> **PROVIDED ENTRIES**:
------------------------------------

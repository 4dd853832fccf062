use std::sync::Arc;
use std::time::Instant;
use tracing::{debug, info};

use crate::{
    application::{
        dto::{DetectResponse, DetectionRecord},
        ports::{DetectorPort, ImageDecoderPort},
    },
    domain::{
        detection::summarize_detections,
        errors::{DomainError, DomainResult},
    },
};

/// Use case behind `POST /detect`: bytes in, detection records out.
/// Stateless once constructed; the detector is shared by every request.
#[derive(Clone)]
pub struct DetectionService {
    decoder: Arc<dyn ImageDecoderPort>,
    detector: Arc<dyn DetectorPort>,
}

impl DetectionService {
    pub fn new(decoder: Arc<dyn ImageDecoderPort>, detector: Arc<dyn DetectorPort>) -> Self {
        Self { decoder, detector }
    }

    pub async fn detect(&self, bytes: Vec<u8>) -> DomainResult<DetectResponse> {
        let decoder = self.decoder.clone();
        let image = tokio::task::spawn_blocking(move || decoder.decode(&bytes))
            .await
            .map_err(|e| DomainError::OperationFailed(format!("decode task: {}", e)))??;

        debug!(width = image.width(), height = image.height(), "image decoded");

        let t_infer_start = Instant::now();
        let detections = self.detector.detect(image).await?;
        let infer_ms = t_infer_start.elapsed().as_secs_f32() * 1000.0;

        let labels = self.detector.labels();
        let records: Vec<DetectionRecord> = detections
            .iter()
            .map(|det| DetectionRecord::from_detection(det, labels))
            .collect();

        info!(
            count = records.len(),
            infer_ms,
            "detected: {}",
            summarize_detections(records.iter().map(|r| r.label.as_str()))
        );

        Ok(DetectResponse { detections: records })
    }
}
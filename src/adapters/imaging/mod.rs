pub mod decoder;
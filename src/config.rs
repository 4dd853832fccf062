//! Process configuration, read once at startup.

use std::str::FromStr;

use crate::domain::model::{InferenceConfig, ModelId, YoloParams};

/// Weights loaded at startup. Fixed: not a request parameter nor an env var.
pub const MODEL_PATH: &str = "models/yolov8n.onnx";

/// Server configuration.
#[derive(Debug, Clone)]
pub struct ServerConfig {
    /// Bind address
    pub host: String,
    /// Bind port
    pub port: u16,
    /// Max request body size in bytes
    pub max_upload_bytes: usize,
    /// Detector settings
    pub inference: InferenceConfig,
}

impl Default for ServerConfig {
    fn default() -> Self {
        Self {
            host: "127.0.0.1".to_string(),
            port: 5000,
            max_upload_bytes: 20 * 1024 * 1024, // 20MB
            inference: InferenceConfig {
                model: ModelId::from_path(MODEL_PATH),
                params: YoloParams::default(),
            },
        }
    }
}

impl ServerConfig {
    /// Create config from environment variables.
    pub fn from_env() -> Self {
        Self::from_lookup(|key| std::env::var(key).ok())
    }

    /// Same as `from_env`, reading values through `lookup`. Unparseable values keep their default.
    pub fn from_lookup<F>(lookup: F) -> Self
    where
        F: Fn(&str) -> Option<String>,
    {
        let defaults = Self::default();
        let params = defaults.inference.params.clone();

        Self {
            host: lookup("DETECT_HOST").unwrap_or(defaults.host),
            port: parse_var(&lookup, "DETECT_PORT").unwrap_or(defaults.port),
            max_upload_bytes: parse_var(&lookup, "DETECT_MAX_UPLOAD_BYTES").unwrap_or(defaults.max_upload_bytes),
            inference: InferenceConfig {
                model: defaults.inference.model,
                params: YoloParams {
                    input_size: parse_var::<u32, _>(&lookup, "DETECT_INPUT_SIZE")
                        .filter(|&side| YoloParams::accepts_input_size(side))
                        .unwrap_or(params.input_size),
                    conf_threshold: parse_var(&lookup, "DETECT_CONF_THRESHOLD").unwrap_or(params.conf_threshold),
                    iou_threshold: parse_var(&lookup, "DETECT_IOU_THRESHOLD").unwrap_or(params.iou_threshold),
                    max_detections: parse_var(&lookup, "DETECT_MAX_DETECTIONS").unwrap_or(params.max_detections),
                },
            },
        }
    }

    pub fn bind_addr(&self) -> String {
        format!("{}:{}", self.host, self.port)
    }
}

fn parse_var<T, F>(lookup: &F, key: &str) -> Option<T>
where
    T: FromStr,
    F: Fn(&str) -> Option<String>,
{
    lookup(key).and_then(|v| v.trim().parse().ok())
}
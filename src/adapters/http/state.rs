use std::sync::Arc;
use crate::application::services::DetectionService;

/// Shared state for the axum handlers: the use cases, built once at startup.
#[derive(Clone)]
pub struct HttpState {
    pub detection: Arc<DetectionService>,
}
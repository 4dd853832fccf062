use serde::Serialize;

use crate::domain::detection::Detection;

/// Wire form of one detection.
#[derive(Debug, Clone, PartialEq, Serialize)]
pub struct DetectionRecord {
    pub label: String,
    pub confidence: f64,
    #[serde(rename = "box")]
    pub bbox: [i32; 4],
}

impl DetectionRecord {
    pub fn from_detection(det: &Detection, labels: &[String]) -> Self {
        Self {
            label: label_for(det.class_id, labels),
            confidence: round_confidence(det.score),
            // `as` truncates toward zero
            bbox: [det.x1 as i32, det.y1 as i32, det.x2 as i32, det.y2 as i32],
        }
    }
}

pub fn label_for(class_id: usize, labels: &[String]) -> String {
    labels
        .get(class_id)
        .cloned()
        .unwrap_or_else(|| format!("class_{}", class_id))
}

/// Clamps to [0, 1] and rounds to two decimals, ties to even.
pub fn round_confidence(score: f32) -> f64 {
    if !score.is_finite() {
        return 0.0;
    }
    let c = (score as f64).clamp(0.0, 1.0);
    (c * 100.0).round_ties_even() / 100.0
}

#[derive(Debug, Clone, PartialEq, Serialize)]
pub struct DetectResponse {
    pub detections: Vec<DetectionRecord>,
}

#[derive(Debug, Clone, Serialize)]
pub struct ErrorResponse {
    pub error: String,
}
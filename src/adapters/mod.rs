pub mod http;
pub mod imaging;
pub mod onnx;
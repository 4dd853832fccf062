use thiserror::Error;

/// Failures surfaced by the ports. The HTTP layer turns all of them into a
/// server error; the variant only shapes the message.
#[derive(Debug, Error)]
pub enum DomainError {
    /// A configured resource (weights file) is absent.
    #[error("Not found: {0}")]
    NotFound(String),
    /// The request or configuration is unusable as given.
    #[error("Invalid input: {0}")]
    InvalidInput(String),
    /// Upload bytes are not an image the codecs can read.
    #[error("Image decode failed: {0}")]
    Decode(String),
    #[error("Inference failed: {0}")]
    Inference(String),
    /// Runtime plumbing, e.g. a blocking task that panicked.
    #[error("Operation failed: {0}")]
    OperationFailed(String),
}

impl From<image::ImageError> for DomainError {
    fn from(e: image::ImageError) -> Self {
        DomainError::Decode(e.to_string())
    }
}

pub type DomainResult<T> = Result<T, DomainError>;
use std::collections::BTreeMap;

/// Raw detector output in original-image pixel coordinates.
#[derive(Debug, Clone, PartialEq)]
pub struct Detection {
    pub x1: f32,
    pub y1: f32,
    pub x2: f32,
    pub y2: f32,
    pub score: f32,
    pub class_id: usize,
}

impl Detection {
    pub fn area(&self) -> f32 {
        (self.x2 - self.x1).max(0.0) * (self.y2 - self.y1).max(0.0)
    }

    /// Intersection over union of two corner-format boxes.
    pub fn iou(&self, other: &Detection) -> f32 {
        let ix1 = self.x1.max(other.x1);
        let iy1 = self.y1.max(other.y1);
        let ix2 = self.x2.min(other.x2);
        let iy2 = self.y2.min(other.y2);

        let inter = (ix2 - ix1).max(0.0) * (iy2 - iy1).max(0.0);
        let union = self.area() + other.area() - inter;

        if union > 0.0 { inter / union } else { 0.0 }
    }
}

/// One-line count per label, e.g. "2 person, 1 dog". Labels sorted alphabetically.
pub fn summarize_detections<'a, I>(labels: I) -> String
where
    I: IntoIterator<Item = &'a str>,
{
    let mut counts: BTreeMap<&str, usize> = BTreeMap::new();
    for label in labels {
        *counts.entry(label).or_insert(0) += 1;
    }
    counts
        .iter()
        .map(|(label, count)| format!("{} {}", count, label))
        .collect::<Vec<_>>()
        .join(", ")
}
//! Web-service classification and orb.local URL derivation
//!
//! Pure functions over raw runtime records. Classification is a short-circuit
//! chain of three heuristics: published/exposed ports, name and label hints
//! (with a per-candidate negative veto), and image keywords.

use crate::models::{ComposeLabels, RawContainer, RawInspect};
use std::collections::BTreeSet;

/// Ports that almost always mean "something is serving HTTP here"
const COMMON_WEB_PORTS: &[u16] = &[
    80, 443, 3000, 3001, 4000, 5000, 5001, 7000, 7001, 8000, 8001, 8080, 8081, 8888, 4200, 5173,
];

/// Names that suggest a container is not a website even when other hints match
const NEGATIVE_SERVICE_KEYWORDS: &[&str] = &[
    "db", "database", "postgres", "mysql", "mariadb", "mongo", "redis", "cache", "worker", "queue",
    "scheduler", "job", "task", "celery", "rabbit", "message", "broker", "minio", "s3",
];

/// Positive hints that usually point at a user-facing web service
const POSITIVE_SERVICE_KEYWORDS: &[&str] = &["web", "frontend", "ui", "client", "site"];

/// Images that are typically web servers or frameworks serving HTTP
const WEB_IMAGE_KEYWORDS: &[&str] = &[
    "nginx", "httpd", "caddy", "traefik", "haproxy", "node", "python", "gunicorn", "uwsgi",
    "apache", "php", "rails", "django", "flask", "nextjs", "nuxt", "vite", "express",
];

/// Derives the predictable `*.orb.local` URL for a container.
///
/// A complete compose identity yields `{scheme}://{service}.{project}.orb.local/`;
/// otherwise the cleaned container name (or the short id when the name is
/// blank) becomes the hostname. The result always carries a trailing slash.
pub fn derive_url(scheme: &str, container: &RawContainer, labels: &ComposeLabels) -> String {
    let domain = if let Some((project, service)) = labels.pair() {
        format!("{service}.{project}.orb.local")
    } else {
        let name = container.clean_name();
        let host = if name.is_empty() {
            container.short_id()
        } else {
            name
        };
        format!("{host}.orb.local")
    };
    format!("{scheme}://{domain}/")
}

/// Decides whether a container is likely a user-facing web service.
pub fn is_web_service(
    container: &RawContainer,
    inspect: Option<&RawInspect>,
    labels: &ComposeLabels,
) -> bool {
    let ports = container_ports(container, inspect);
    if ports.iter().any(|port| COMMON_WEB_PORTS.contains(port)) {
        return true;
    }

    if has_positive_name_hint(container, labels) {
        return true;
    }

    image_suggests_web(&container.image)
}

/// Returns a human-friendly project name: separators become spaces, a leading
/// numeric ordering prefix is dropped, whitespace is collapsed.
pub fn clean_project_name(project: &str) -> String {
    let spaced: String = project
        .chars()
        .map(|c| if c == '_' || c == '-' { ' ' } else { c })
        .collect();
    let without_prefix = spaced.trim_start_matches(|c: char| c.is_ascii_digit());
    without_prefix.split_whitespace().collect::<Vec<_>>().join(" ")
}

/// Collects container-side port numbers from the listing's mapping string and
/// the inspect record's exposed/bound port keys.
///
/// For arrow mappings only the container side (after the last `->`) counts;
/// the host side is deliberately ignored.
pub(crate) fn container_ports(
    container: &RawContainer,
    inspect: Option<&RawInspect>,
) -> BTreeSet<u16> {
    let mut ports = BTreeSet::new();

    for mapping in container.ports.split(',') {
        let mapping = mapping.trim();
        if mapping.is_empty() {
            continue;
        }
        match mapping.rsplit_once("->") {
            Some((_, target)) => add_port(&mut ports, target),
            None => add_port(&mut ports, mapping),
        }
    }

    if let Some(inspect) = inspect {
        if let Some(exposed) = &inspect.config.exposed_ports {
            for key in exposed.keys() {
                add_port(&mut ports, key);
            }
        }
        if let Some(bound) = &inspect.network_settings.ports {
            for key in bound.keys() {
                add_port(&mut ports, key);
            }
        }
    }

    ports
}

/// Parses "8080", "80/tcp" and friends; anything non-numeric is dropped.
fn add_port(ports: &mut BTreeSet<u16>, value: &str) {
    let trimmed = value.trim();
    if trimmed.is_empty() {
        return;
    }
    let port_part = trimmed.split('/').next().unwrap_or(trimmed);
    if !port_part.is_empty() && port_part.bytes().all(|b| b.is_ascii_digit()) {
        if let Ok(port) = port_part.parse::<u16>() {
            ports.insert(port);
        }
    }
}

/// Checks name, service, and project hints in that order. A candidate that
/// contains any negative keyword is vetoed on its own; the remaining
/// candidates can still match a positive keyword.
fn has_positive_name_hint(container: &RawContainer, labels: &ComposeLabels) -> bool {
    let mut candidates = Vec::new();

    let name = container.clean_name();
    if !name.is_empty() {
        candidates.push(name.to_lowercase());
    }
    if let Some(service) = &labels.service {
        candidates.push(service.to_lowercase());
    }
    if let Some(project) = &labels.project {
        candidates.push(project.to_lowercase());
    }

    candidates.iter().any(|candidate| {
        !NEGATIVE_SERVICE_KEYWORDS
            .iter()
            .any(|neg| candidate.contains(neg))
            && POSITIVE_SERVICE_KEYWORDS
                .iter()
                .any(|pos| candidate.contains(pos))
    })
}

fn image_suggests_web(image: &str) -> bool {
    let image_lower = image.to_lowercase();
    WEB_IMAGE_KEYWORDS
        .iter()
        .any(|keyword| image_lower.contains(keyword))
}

------------------------------------

Search the entries above for the word "adapters", and copy every line where it occurs.

filename src/adapters/imaging/mod.rs
filename src/adapters/http/state.rs
filename src/adapters/mod.rs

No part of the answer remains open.